* _Aim of the task_
Every line in the records below that holds the word "seeded" is to be copied.

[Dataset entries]
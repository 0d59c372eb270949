//! Outbound ports - Interfaces that the application requires from external systems

mod clock_port;
mod item_sync_port;

pub use clock_port::ClockPort;
pub use item_sync_port::{ItemSyncPort, SubmitResponse, SyncApiError};
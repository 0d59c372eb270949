//! Value objects - Immutable objects defined by their attributes

mod ids;
mod poll_policy;

pub use ids::{AccountId, ItemGroupId, JobId};
pub use poll_policy::PollPolicy;
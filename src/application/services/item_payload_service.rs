//! Item Payload Service - Builds the batch submitted to `sync_update`

use crate::domain::entities::{Item, ItemTemplate};

/// Stamps out numbered items from a shared template
#[derive(Debug, Clone, Default)]
pub struct ItemPayloadService {
    template: ItemTemplate,
}

impl ItemPayloadService {
    pub fn new(template: ItemTemplate) -> Self {
        Self { template }
    }

    /// Generate `count` items indexed from 1
    ///
    /// Only `external_id`, `title` and `description` vary between items.
    pub fn generate(&self, count: u32) -> Vec<Item> {
        (1..=count).map(|i| self.template.item_for(i)).collect()
    }
}
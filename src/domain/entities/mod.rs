//! Domain entities - Core business objects

mod item;
mod job;

pub use item::{Item, ItemTemplate};
pub use job::{Job, PollState};

#[cfg(test)]
pub use job::JobStatus;
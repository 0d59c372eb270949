use std::time::{Duration, Instant};

use async_trait::async_trait;

/// Time source and sleep used by the job poller
#[async_trait]
pub trait ClockPort: Send + Sync {
    fn now(&self) -> Instant;

    async fn sleep(&self, duration: Duration);
}
//! Domain layer - Catalog sync concepts with no I/O
//!
//! This layer contains:
//! - Entities: Item (and the template it is stamped from), Job
//! - Value Objects: typed identifiers, the poll policy

pub mod entities;
pub mod value_objects;
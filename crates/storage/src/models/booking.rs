use std::fmt;

use chrono::NaiveDate;
use serde::{Deserialize, Serialize};
use sqlx::FromRow;
use utoipa::ToSchema;

#[derive(
    Debug, Clone, Copy, PartialEq, Eq, Hash, Serialize, Deserialize, sqlx::Type, ToSchema,
)]
#[serde(rename_all = "lowercase")]
#[sqlx(rename_all = "lowercase")]
pub enum BookingStatus {
    Confirmed,
    Cancelled,
}

impl BookingStatus {
    pub fn as_str(&self) -> &'static str {
        match self {
            Self::Confirmed => "confirmed",
            Self::Cancelled => "cancelled",
        }
    }
}

impl fmt::Display for BookingStatus {
    fn fmt(&self, f: &mut fmt::Formatter<'_>) -> fmt::Result {
        f.write_str(self.as_str())
    }
}

#[derive(Debug, Clone, Serialize, Deserialize, FromRow, ToSchema)]
pub struct Booking {
    pub id: i64,
    pub member_id: i64,
    pub class_id: i64,
    pub booking_date: NaiveDate,
    pub status: BookingStatus,
}
use anyhow::Context;
use storage::{Database, services::seed};
use web::Config;

#[tokio::main]
async fn main() -> anyhow::Result<()> {
    dotenvy::dotenv().ok();

    tracing_subscriber::fmt()
        .with_env_filter(
            tracing_subscriber::EnvFilter::try_from_default_env().unwrap_or_else(|_| "info".into()),
        )
        .with_target(true)
        .with_file(true)
        .with_line_number(true)
        .init();

    tracing::info!("Starting gym management server");

    let config = Config::from_env().context("Failed to load server configuration")?;
    tracing::info!("Configuration loaded successfully");

    tracing::info!("Opening database at: {}", config.database_url);
    let db = Database::new(&config.database_url)
        .await
        .context("Failed to initialize database")?;
    tracing::info!("Database connection established");

    tracing::info!("Running database migrations");
    db.run_migrations()
        .await
        .context("Failed to run migrations")?;
    tracing::info!("Database migrations completed successfully");

    if config.seed_demo_data {
        let today = chrono::Local::now().date_naive();
        let seeded = seed::seed_demo_data(db.pool(), today)
            .await
            .context("Failed to seed demo data")?;
        if !seeded {
            tracing::info!("Database already has members, demo data not inserted");
        }
    }

    let bind_address = config.bind_address();
    let listener = tokio::net::TcpListener::bind(&bind_address)
        .await
        .with_context(|| format!("Failed to bind {bind_address}"))?;

    tracing::info!("Starting server at http://{}", bind_address);
    tracing::info!(
        "Swagger UI available at http://{}/swagger-ui/",
        bind_address
    );

    axum::serve(listener, web::app(db))
        .await
        .context("Server error")?;

    Ok(())
}
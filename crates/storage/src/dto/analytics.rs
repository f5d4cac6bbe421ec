use serde::{Deserialize, Serialize};
use sqlx::FromRow;
use utoipa::ToSchema;

use crate::models::MembershipType;

#[derive(Debug, Clone, PartialEq, Eq, Serialize, Deserialize, FromRow, ToSchema)]
pub struct MembershipCount {
    pub membership_type: MembershipType,
    pub count: i64,
}

#[derive(Debug, Clone, Serialize, Deserialize, FromRow, ToSchema)]
pub struct TrainerRating {
    pub name: String,
    pub rating: f64,
    pub specialty: String,
}

#[derive(Debug, Clone, Serialize, Deserialize, FromRow, ToSchema)]
pub struct MonthlyActivity {
    /// `YYYY-MM`
    pub month: String,
    pub workout_count: i64,
    pub avg_calories: f64,
    pub total_calories: i64,
}

#[derive(Debug, Clone, Serialize, Deserialize, FromRow, ToSchema)]
pub struct PopularExercise {
    pub exercise_name: String,
    pub frequency: i64,
    pub avg_weight: f64,
    pub avg_calories: f64,
}

#[derive(Debug, Clone, Serialize, Deserialize, FromRow, ToSchema)]
pub struct ExerciseCalories {
    pub exercise_name: String,
    pub avg_calories: f64,
}

#[derive(Debug, Clone, Serialize, Deserialize, FromRow, ToSchema)]
pub struct TrainerLoad {
    pub name: String,
    pub specialty: String,
    pub class_count: i64,
    pub avg_bookings: f64,
}

/// Start-of-class band used by the time-of-day distribution
#[derive(Debug, Clone, Copy, PartialEq, Eq, Hash, Serialize, Deserialize, ToSchema)]
#[serde(rename_all = "snake_case")]
pub enum TimeSlot {
    Dawn,
    Morning,
    Midday,
    Afternoon,
    Evening,
}

impl TimeSlot {
    pub const ALL: [TimeSlot; 5] = [
        Self::Dawn,
        Self::Morning,
        Self::Midday,
        Self::Afternoon,
        Self::Evening,
    ];

    /// Position in [`TimeSlot::ALL`], as bucketed by the SQL query.
    pub fn from_index(index: i64) -> Option<Self> {
        usize::try_from(index)
            .ok()
            .and_then(|i| Self::ALL.get(i).copied())
    }

    pub fn label(&self) -> &'static str {
        match self {
            Self::Dawn => "Dawn (06-09)",
            Self::Morning => "Morning (09-12)",
            Self::Midday => "Midday (12-15)",
            Self::Afternoon => "Afternoon (15-18)",
            Self::Evening => "Evening (18-22)",
        }
    }
}

#[derive(Debug, Clone, Serialize, Deserialize, ToSchema)]
pub struct TimeSlotLoad {
    pub slot: TimeSlot,
    pub label: String,
    pub class_count: i64,
    pub avg_bookings: f64,
}

/// Raw weekday/week bucket as returned by SQLite
#[derive(Debug, Clone, FromRow)]
pub struct HeatmapCell {
    /// `strftime('%w')`: 0 = Sunday
    pub weekday: i64,
    /// 1..=4
    pub week: i64,
    pub workout_count: i64,
}

/// Workout counts per weekday (rows, Monday first) and week of month (columns)
#[derive(Debug, Clone, PartialEq, Eq, Serialize, Deserialize, ToSchema)]
pub struct ActivityHeatmap {
    pub weekdays: Vec<String>,
    pub weeks: Vec<String>,
    pub counts: Vec<Vec<i64>>,
}

impl ActivityHeatmap {
    pub const WEEKDAYS: [&'static str; 7] = [
        "Monday",
        "Tuesday",
        "Wednesday",
        "Thursday",
        "Friday",
        "Saturday",
        "Sunday",
    ];
    pub const WEEKS: [&'static str; 4] = ["Week 1", "Week 2", "Week 3", "Week 4"];

    /// Pivot sparse buckets into a dense grid, filling gaps with zero.
    pub fn from_cells(cells: &[HeatmapCell]) -> Self {
        let mut counts = vec![vec![0i64; Self::WEEKS.len()]; Self::WEEKDAYS.len()];

        for cell in cells {
            // SQLite numbers Sunday as 0, the grid starts on Monday.
            let row = (cell.weekday + 6).rem_euclid(7) as usize;
            let Some(col) = usize::try_from(cell.week - 1)
                .ok()
                .filter(|c| *c < Self::WEEKS.len())
            else {
                continue;
            };
            counts[row][col] += cell.workout_count;
        }

        Self {
            weekdays: Self::WEEKDAYS.iter().map(|d| d.to_string()).collect(),
            weeks: Self::WEEKS.iter().map(|w| w.to_string()).collect(),
            counts,
        }
    }

    pub fn max_count(&self) -> i64 {
        self.counts
            .iter()
            .flat_map(|row| row.iter().copied())
            .max()
            .unwrap_or(0)
    }

    pub fn total(&self) -> i64 {
        self.counts.iter().flatten().sum()
    }
}
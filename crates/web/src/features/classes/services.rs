use chrono::NaiveDate;
use sqlx::SqlitePool;
use storage::{
    dto::{
        booking::BookingDetail,
        class::{ClassListing, CreateClassRequest},
    },
    error::Result,
    models::{Booking, GymClass},
    repository::{booking::BookingRepository, class::ClassRepository},
};

pub async fn list_classes(pool: &SqlitePool) -> Result<Vec<ClassListing>> {
    let repo = ClassRepository::new(pool);
    repo.list().await
}

pub async fn upcoming_classes(pool: &SqlitePool, today: NaiveDate) -> Result<Vec<ClassListing>> {
    let repo = ClassRepository::new(pool);
    repo.list_upcoming(today).await
}

pub async fn get_class(pool: &SqlitePool, id: i64) -> Result<ClassListing> {
    let repo = ClassRepository::new(pool);
    repo.find_listing(id).await
}

pub async fn schedule_class(pool: &SqlitePool, request: &CreateClassRequest) -> Result<GymClass> {
    let repo = ClassRepository::new(pool);
    let class = repo.create(request).await?;
    tracing::info!(
        class_id = class.id,
        trainer_id = class.trainer_id,
        date = %class.date,
        time = %class.time,
        "Class scheduled"
    );
    Ok(class)
}

/// Delete a class and every booking that references it
pub async fn delete_class(pool: &SqlitePool, id: i64) -> Result<u64> {
    let repo = ClassRepository::new(pool);
    repo.delete(id).await
}

pub async fn class_bookings(pool: &SqlitePool, class_id: i64) -> Result<Vec<BookingDetail>> {
    ClassRepository::new(pool).find_listing(class_id).await?;
    BookingRepository::new(pool).list_for_class(class_id).await
}

pub async fn book_class(
    pool: &SqlitePool,
    class_id: i64,
    member_id: i64,
    today: NaiveDate,
) -> Result<Booking> {
    let repo = BookingRepository::new(pool);
    repo.book(class_id, member_id, today).await
}

pub async fn get_booking(pool: &SqlitePool, id: i64) -> Result<Booking> {
    let repo = BookingRepository::new(pool);
    repo.find_by_id(id).await
}

pub async fn cancel_booking(pool: &SqlitePool, id: i64) -> Result<()> {
    let repo = BookingRepository::new(pool);
    repo.cancel(id).await?;
    tracing::info!(booking_id = id, "Booking cancelled");
    Ok(())
}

* _Task result_
        let seeded = seed::seed_demo_data(db.pool(), today)
        if !seeded {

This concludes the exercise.